SANTA CLARA, Calif.
— Veteran Chris Brown was one of four people shot and killed Wednesday while protecting another soldier from an attack, a veteran told ABC News.
“I can tell you I was standing in the parking lot and I saw him come down the ramp, and I just said, ‘We need you to come get him,’ and that’s how I got hit,” Brown said.
Brown said he heard multiple shots and saw three of the soldiers fall and another get shot.
One soldier was later identified as Corporal David B. Schulte, who was killed.
Other soldiers were not injured.
The four wounded soldiers were a medic and a sniper, a spokesman for the Army said.
One of the wounded soldiers was wounded by a grenade and is expected to survive, the spokesman said.
Brown said Schulter, who is white, was a sniper who worked at a nearby base.
The other three soldiers were also wounded, but their injuries are not life-threatening, he said.
Brown said Schulde was working to get a medical helicopter to take the wounded to a nearby hospital.
He said Schulter was in the front line and could not be counted on.
“I told him that he’s my friend, that I’m going to support him and that he needs to come help him, and he said, `I don’t know where he’s at, but I need you,'” Brown said in an interview Thursday.
He added that he tried desperately to get Schultemt out of the line of fire to help him get out of harm’s way.
After the shooting, Brown and two other veterans, Sgt. 1st Class Jason L. Oden, 32, and Sgt. 2nd Class Ryan D. Glynn, 26, rushed to help the wounded soldier.
“They were shot, they were shot and they were dying, and we didn’t get to save them,” Brown told ABC.
“The other guys had their arms up and they said, ‘You guys are a bunch of good men. “
You should be here helping people.’ “
The other guys had their arms up and they said, ‘You guys are a bunch of good men.

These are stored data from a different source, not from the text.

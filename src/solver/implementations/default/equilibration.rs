#![allow(non_snake_case)]
use super::*;
use crate::algebra::*;
use crate::solver::core::cones::{Cone, CompositeCone};

// ---------------
// Ruiz equilibration
// ---------------

/// Data from the Ruiz equilibration procedure.
///
/// Fields d, e and their inverses are vectors of scaling values to be
/// treated as diagonal scaling matrices; c is the overall scaling of
/// the objective.
pub struct DefaultEquilibrationData<T> {
    /// variable scaling
    pub d: Vec<T>,
    /// inverse variable scaling
    pub dinv: Vec<T>,
    /// constraint row scaling
    pub e: Vec<T>,
    /// inverse constraint row scaling
    pub einv: Vec<T>,
    /// cost scaling
    pub c: T,
    /// inverse cost scaling
    pub cinv: T,
}

impl<T> DefaultEquilibrationData<T>
where
    T: FloatT,
{
    pub fn new(n: usize, m: usize) -> Self {
        Self {
            d: vec![T::one(); n],
            dinv: vec![T::one(); n],
            e: vec![T::one(); m],
            einv: vec![T::one(); m],
            c: T::one(),
            cinv: T::one(),
        }
    }
}

// Iterative diagonal scaling that asymptotically equalizes the row and
// column ∞-norms of [P A'; A 0], together with a scalar scaling of the
// cost terms.  Mutates the problem data in place and accumulates the
// applied scalings into `data.equilibration`.

pub(crate) fn equilibrate_ruiz<T: FloatT>(
    data: &mut DefaultProblemData<T>,
    cones: &mut CompositeCone<T>,
    settings: &DefaultSettings<T>,
) {
    let (n, m) = (data.n, data.m);
    let eq = &mut data.equilibration;

    let min_s = settings.min_scaling;
    let max_s = settings.max_scaling;

    let mut dwork = vec![T::one(); n];
    let mut ework = vec![T::one(); m];

    for _ in 0..settings.scaling {
        // column ∞-norms of [P; A], with P treated as symmetric
        dwork.fill(T::zero());
        data.P.sym().col_norms_no_reset(&mut dwork);
        data.A.col_norms_no_reset(&mut dwork);

        // row ∞-norms of A
        data.A.row_norms(&mut ework);

        // clamp into the allowed scaling range, mapping vanishing
        // norms to one, then take the inverse square roots
        dwork.clip(min_s, max_s, T::one(), max_s);
        ework.clip(min_s, max_s, T::one(), max_s);
        dwork.rsqrt();
        ework.rsqrt();

        // apply the scalings and accumulate
        data.P.lrscale(&dwork, &dwork);
        data.A.lrscale(&ework, &dwork);
        data.q.hadamard(&dwork);
        data.b.hadamard(&ework);
        eq.d.hadamard(&dwork);
        eq.e.hadamard(&ework);

        // scalar scaling of the cost: mean column norm of the freshly
        // scaled P against the norm of q
        dwork.fill(T::zero());
        data.P.sym().col_norms_no_reset(&mut dwork);
        let γ = dwork.mean();
        let η = data.q.norm_inf().clip(min_s, max_s, T::one(), max_s);

        let scale_cost = T::max(γ, η).clip(min_s, max_s, T::one(), max_s);
        let c_tmp = T::recip(scale_cost);

        data.P.scale(c_tmp);
        data.q.scale(c_tmp);
        eq.c *= c_tmp;
    }

    // rectify the scalings of cone blocks that only admit a scalar:
    // replace e on those blocks by its blockwise mean
    let mut δ = vec![T::one(); m];
    if cones.rectify_equilibration(&mut δ, &eq.e) {
        // reapply only the E part of the correction
        data.A.lscale(&δ);
        data.b.hadamard(&δ);
        eq.e.hadamard(&δ);
    }

    // let cones carrying data in problem units rescale themselves
    cones.scale_units(&eq.e);

    eq.dinv.scalarop_from(T::recip, &eq.d);
    eq.einv.scalarop_from(T::recip, &eq.e);
    eq.cinv = T::recip(eq.c);
}

// undo the equilibration on a solved iterate, returning the variables
// to the units of the original problem

pub(crate) fn reverse_scaling<T: FloatT>(
    eq: &DefaultEquilibrationData<T>,
    variables: &mut DefaultVariables<T>,
) {
    variables.x.hadamard(&eq.d);
    variables.s.hadamard(&eq.einv);

    variables.μ.hadamard(&eq.e);
    variables.μ.scale(eq.cinv);
    variables.ν.hadamard(&eq.e);
    variables.ν.scale(eq.cinv);
}

// -------------
// testing

#[cfg(test)]
mod tests {
    use super::*;
    use crate::solver::SupportedConeT::*;

    #[test]
    fn test_scaling_round_trip() {
        let P = CscMatrix::from(&[
            [100., 1.], //
            [0., 0.01], //
        ]);
        let A = CscMatrix::from(&[
            [10., -3.], //
            [0., 5.],   //
            [2., 2.],   //
        ]);
        let q = vec![1., -20.];
        let b = vec![1., 2., 3.];

        let mut cones = CompositeCone::new(&[NonnegativeConeT(3)]);
        let mut data = DefaultProblemData::new(&P, &q, &A, &b, &cones).unwrap();
        let settings = DefaultSettings::<f64>::default();

        equilibrate_ruiz(&mut data, &mut cones, &settings);
        let eq = &data.equilibration;

        // scalings are positive and mutually inverse
        assert!(eq.d.iter().all(|&v| v > 0.0));
        assert!(eq.e.iter().all(|&v| v > 0.0));
        assert!(eq.c > 0.0);
        for (d, dinv) in eq.d.iter().zip(eq.dinv.iter()) {
            assert!((d * dinv - 1.0).abs() < 1e-14);
        }
        for (e, einv) in eq.e.iter().zip(eq.einv.iter()) {
            assert!((e * einv - 1.0).abs() < 1e-14);
        }

        // scaled data reproduces the original data when unscaled:
        // A_orig = E⁻¹ Â D⁻¹
        let mut Aun = data.A.clone();
        Aun.lrscale(&eq.einv, &eq.dinv);
        assert!((Aun.get_entry((0, 0)).unwrap() - 10.).abs() < 1e-12);
        assert!((Aun.get_entry((2, 1)).unwrap() - 2.).abs() < 1e-12);

        // P_orig = c⁻¹ D⁻¹ P̂ D⁻¹
        let mut Pun = data.P.clone();
        Pun.lrscale(&eq.dinv, &eq.dinv);
        Pun.scale(eq.cinv);
        assert!((Pun.get_entry((0, 0)).unwrap() - 100.).abs() < 1e-10);
        assert!((Pun.get_entry((1, 1)).unwrap() - 0.01).abs() < 1e-12);

        // iterate round trip: scale then reverse
        let mut vars = DefaultVariables::<f64>::new(2, 3);
        vars.x.copy_from(&[1., 2.]);
        vars.s.copy_from(&[3., 4., 5.]);
        vars.μ.copy_from(&[6., 7., 8.]);
        vars.ν.copy_from(&[9., 10., 11.]);

        // into scaled units, as a warm start would be
        vars.x.hadamard(&eq.dinv);
        vars.s.hadamard(&eq.e);
        vars.μ.hadamard(&eq.einv);
        vars.μ.scale(eq.c);
        vars.ν.hadamard(&eq.einv);
        vars.ν.scale(eq.c);

        reverse_scaling(eq, &mut vars);

        assert!(vars.x.norm_inf_diff(&[1., 2.]) < 1e-12);
        assert!(vars.s.norm_inf_diff(&[3., 4., 5.]) < 1e-12);
        assert!(vars.μ.norm_inf_diff(&[6., 7., 8.]) < 1e-12);
        assert!(vars.ν.norm_inf_diff(&[9., 10., 11.]) < 1e-12);
    }

    #[test]
    fn test_scalar_rectification_for_soc() {
        let P = CscMatrix::<f64>::zeros((2, 2));
        let A = CscMatrix::from(&[
            [100., 0.], //
            [0., 0.1],  //
            [1., 1.],   //
        ]);
        let q = vec![1., 1.];
        let b = vec![0., 0., 0.];

        let mut cones = CompositeCone::new(&[SecondOrderConeT(3)]);
        let mut data = DefaultProblemData::new(&P, &q, &A, &b, &cones).unwrap();
        let settings = DefaultSettings::<f64>::default();

        equilibrate_ruiz(&mut data, &mut cones, &settings);

        // the cone block of e must have collapsed to a single value
        let e = &data.equilibration.e;
        assert!((e[0] - e[1]).abs() < 1e-12);
        assert!((e[1] - e[2]).abs() < 1e-12);
    }
}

You should be here helping people.’
And I said, ‘Yeah, but we’re gonna help each other.'”
Brown, a former Army Ranger, said he was wounded Wednesday when a gunman opened fire at his unit at Fort Carson, Colo.
He spent six weeks in the intensive care unit before he was released and began serving with the Marines in the wake of the Sept. 11, 2001, terrorist attacks.
In the interview with ABC, Brown also said he has been trying to get the military to change its policies toward the use of lethal force.
Last year, a Marine killed an unarmed Afghan who approached a U.S. base in Kandahar, Afghanistan, and shot and wounded the veteran.